▸ What you need to do: Each entry listed below should be reproduced word for word.

[Dataset items]
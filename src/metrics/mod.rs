/*
 * @Description  : 训练指标：按epoch记录的标量序列，以及用于日志显示的滑动平均
 */

use serde::{Deserialize, Serialize};
use std::fs::{self, File, OpenOptions};
use std::io::{self, BufWriter, Write};
use std::path::{Path, PathBuf};

#[cfg(test)]
mod tests;

/// 指标序列名
pub const G_INIT: &str = "G_init";
pub const GENERATOR_LOSS: &str = "Generator_loss";
pub const G_GAN: &str = "G_gan";
pub const G_PRE_MODEL: &str = "G_pre_model";
pub const DISCRIMINATOR_LOSS: &str = "Discriminator_loss";

#[derive(Debug, Clone, PartialEq, Serialize, Deserialize)]
pub struct ScalarRecord {
    pub tag: String,
    pub step: usize,
    pub value: f32,
}

/// 标量指标的去处
pub trait SummarySink {
    fn add_scalar(&mut self, tag: &str, value: f32, step: usize) -> io::Result<()>;

    fn flush(&mut self) -> io::Result<()> {
        Ok(())
    }
}

/// 以JSON Lines格式追加写入`{目录}/scalars.jsonl`
pub struct JsonlSummaryWriter {
    path: PathBuf,
    writer: BufWriter<File>,
}

impl JsonlSummaryWriter {
    pub fn create(dir: &Path) -> io::Result<Self> {
        fs::create_dir_all(dir)?;
        let path = dir.join("scalars.jsonl");
        let file = OpenOptions::new().create(true).append(true).open(&path)?;
        Ok(Self {
            path,
            writer: BufWriter::new(file),
        })
    }

    pub fn path(&self) -> &Path {
        &self.path
    }

    /// 读回文件中的全部记录
    pub fn read_all(path: &Path) -> io::Result<Vec<ScalarRecord>> {
        fs::read_to_string(path)?
            .lines()
            .filter(|l| !l.trim().is_empty())
            .map(|l| serde_json::from_str(l).map_err(io::Error::from))
            .collect()
    }
}

impl SummarySink for JsonlSummaryWriter {
    fn add_scalar(&mut self, tag: &str, value: f32, step: usize) -> io::Result<()> {
        let record = ScalarRecord {
            tag: tag.to_string(),
            step,
            value,
        };
        serde_json::to_writer(&mut self.writer, &record)?;
        self.writer.write_all(b"\n")
    }

    fn flush(&mut self) -> io::Result<()> {
        self.writer.flush()
    }
}

/// 内存中的指标记录
#[derive(Debug, Clone, Default)]
pub struct MemorySink {
    pub records: Vec<ScalarRecord>,
}

impl MemorySink {
    pub fn series(&self, tag: &str) -> Vec<(usize, f32)> {
        self.records
            .iter()
            .filter(|r| r.tag == tag)
            .map(|r| (r.step, r.value))
            .collect()
    }
}

impl SummarySink for MemorySink {
    fn add_scalar(&mut self, tag: &str, value: f32, step: usize) -> io::Result<()> {
        self.records.push(ScalarRecord {
            tag: tag.to_string(),
            step,
            value,
        });
        Ok(())
    }
}

/// 不记录任何内容
#[derive(Debug, Clone, Copy, Default)]
pub struct NullSink;

impl SummarySink for NullSink {
    fn add_scalar(&mut self, _: &str, _: f32, _: usize) -> io::Result<()> {
        Ok(())
    }
}

#[derive(Debug, Clone, Copy, Default)]
pub struct RunningMean {
    sum: f64,
    count: usize,
}

impl RunningMean {
    pub fn push(&mut self, value: f32) {
        self.sum += value as f64;
        self.count += 1;
    }

    /// 无数据时为0
    pub fn mean(&self) -> f32 {
        if self.count == 0 {
            0.0
        } else {
            (self.sum / self.count as f64) as f32
        }
    }

    pub fn count(&self) -> usize {
        self.count
    }

    pub fn reset(&mut self) {
        *self = Self::default();
    }
}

▸ Result of the task:
filename src/metrics/mod.rs
/*
 * @Description  : 训练指标：按epoch记录的标量序列，以及用于日志显示的滑动平均
 */

use serde::{Deserialize, Serialize};
use std::fs::{self, File, OpenOptions};
use std::io::{self, BufWriter, Write};
use std::path::{Path, PathBuf};

#[cfg(test)]
mod tests;

/// 指标序列名
pub const G_INIT: &str = "G_init";
pub const GENERATOR_LOSS: &str = "Generator_loss";
pub const G_GAN: &str = "G_gan";
pub const G_PRE_MODEL: &str = "G_pre_model";
pub const DISCRIMINATOR_LOSS: &str = "Discriminator_loss";

#[derive(Debug, Clone, PartialEq, Serialize, Deserialize)]
pub struct ScalarRecord {
    pub tag: String,
    pub step: usize,
    pub value: f32,
}

/// 标量指标的去处
pub trait SummarySink {
    fn add_scalar(&mut self, tag: &str, value: f32, step: usize) -> io::Result<()>;

    fn flush(&mut self) -> io::Result<()> {
        Ok(())
    }
}

/// 以JSON Lines格式追加写入`{目录}/scalars.jsonl`
pub struct JsonlSummaryWriter {
    path: PathBuf,
    writer: BufWriter<File>,
}

impl JsonlSummaryWriter {
    pub fn create(dir: &Path) -> io::Result<Self> {
        fs::create_dir_all(dir)?;
        let path = dir.join("scalars.jsonl");
        let file = OpenOptions::new().create(true).append(true).open(&path)?;
        Ok(Self {
            path,
            writer: BufWriter::new(file),
        })
    }

    pub fn path(&self) -> &Path {
        &self.path
    }

    /// 读回文件中的全部记录
    pub fn read_all(path: &Path) -> io::Result<Vec<ScalarRecord>> {
        fs::read_to_string(path)?
            .lines()
            .filter(|l| !l.trim().is_empty())
            .map(|l| serde_json::from_str(l).map_err(io::Error::from))
            .collect()
    }
}

impl SummarySink for JsonlSummaryWriter {
    fn add_scalar(&mut self, tag: &str, value: f32, step: usize) -> io::Result<()> {
        let record = ScalarRecord {
            tag: tag.to_string(),
            step,
            value,
        };
        serde_json::to_writer(&mut self.writer, &record)?;
        self.writer.write_all(b"\n")
    }

    fn flush(&mut self) -> io::Result<()> {
        self.writer.flush()
    }
}

/// 内存中的指标记录
#[derive(Debug, Clone, Default)]
pub struct MemorySink {
    pub records: Vec<ScalarRecord>,
}

impl MemorySink {
    pub fn series(&self, tag: &str) -> Vec<(usize, f32)> {
        self.records
            .iter()
            .filter(|r| r.tag == tag)
            .map(|r| (r.step, r.value))
            .collect()
    }
}

impl SummarySink for MemorySink {
    fn add_scalar(&mut self, tag: &str, value: f32, step: usize) -> io::Result<()> {
        self.records.push(ScalarRecord {
            tag: tag.to_string(),
            step,
            value,
        });
        Ok(())
    }
}

/// 不记录任何内容
#[derive(Debug, Clone, Copy, Default)]
pub struct NullSink;

impl SummarySink for NullSink {
    fn add_scalar(&mut self, _: &str, _: f32, _: usize) -> io::Result<()> {
        Ok(())
    }
}

#[derive(Debug, Clone, Copy, Default)]
pub struct RunningMean {
    sum: f64,
    count: usize,
}

impl RunningMean {
    pub fn push(&mut self, value: f32) {
        self.sum += value as f64;
        self.count += 1;
    }

    /// 无数据时为0
    pub fn mean(&self) -> f32 {
        if self.count == 0 {
            0.0
        } else {
            (self.sum / self.count as f64) as f32
        }
    }

    pub fn count(&self) -> usize {
        self.count
    }

    pub fn reset(&mut self) {
        *self = Self::default();
    }
}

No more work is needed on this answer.